Treatment in Accounting

Period costs usually remain fixed irrespective of the inventory or production volume, and the treatment of period costs in accounting statements is listing such costs as expenses and charging it against sales revenue during the accounting period under which such costs incur.

Traditional cost accounting systems such as absorption costing determine product pricing by dividing the period costs equally or arbitrarily with the number of units produced during the same period. Modern cost accounting methods such as activity-based costing (ABC), however, try to assign period costs to activities, and in turn assign the costs of activities based on the proportion of usage by individual product units.

Corporate Approach

Period costs or overhead add to the burden of the company by increasing prices and reducing profits. In a highly competitive business environment, the direct costs such as raw materials and labor remain more or less constant, as do profit margins. Companies try to boost profitability by trying to eliminate period costs. Most companies consider the value added to the product by each non-manufacturing activity or period cost and retain or eliminate such activity based on either the indispensability or the value addition of the activity.
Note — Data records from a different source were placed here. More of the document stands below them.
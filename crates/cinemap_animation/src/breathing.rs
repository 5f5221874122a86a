//! Idle "breathing" motion
//!
//! Three incommensurate sine waves so the offsets never visibly repeat in
//! lock-step. All three start at zero, so starting breathing never jumps.

use std::f64::consts::TAU;

/// Base oscillation frequency in Hz
pub const BREATHING_FREQUENCY_HZ: f64 = 0.12;

pub const BREATHING_PITCH_AMPLITUDE: f64 = 1.5;
pub const BREATHING_BEARING_AMPLITUDE: f64 = 2.0;
pub const BREATHING_ZOOM_AMPLITUDE: f64 = 0.04;

/// Offsets to add on top of a baseline camera
#[derive(Clone, Copy, Debug, Default, PartialEq)]
pub struct BreathingOffsets {
    pub pitch: f64,
    pub bearing: f64,
    pub zoom: f64,
}

impl BreathingOffsets {
    /// Scale every offset by `weight` (used to fade breathing in)
    pub fn scaled(self, weight: f64) -> Self {
        Self {
            pitch: self.pitch * weight,
            bearing: self.bearing * weight,
            zoom: self.zoom * weight,
        }
    }
}

/// Breathing offsets at `elapsed_ms` since breathing started.
///
/// Pure in its input: the same time always yields the same offsets, and each
/// component stays within its amplitude constant.
pub fn breathing_motion(elapsed_ms: f64) -> BreathingOffsets {
    let phase = elapsed_ms / 1000.0 * BREATHING_FREQUENCY_HZ * TAU;
    BreathingOffsets {
        pitch: BREATHING_PITCH_AMPLITUDE * phase.sin(),
        bearing: BREATHING_BEARING_AMPLITUDE * (phase * 0.7).sin(),
        zoom: BREATHING_ZOOM_AMPLITUDE * (phase * 1.3).sin(),
    }
}

#[cfg(test)]
mod tests {
    use super::*;

    #[test]
    fn test_breathing_is_pure() {
        for t in [0.0, 16.7, 1234.5, 98_765.4] {
            assert_eq!(breathing_motion(t), breathing_motion(t));
        }
    }

    #[test]
    fn test_breathing_stays_in_bounds() {
        let mut t = 0.0;
        while t < 120_000.0 {
            let b = breathing_motion(t);
            assert!(b.pitch.abs() <= BREATHING_PITCH_AMPLITUDE);
            assert!(b.bearing.abs() <= BREATHING_BEARING_AMPLITUDE);
            assert!(b.zoom.abs() <= BREATHING_ZOOM_AMPLITUDE);
            t += 13.3;
        }
    }

    #[test]
    fn test_breathing_actually_moves() {
        let a = breathing_motion(0.0);
        let b = breathing_motion(2_000.0);
        assert_ne!(a, b);
    }

    #[test]
    fn test_breathing_starts_at_rest() {
        assert_eq!(breathing_motion(0.0), BreathingOffsets::default());
        let early = breathing_motion(16.0);
        assert!(early.bearing.abs() < 0.02);
        assert!(early.pitch.abs() < 0.02);
    }

    #[test]
    fn test_scaled_zero_is_still() {
        assert_eq!(breathing_motion(500.0).scaled(0.0), BreathingOffsets::default());
    }
}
For instance, some period costs such as the costs of financial audits to maintain an effluent treatment plant, even though not adding value to the product, remain indispensable owing to statutory requirements. Other period costs such as investments in green technology or initiatives such as total quality management add value to the product directly, and still other period costs such as career development activities for the employees and the like do not directly contribute to the product value but provide indirect benefits.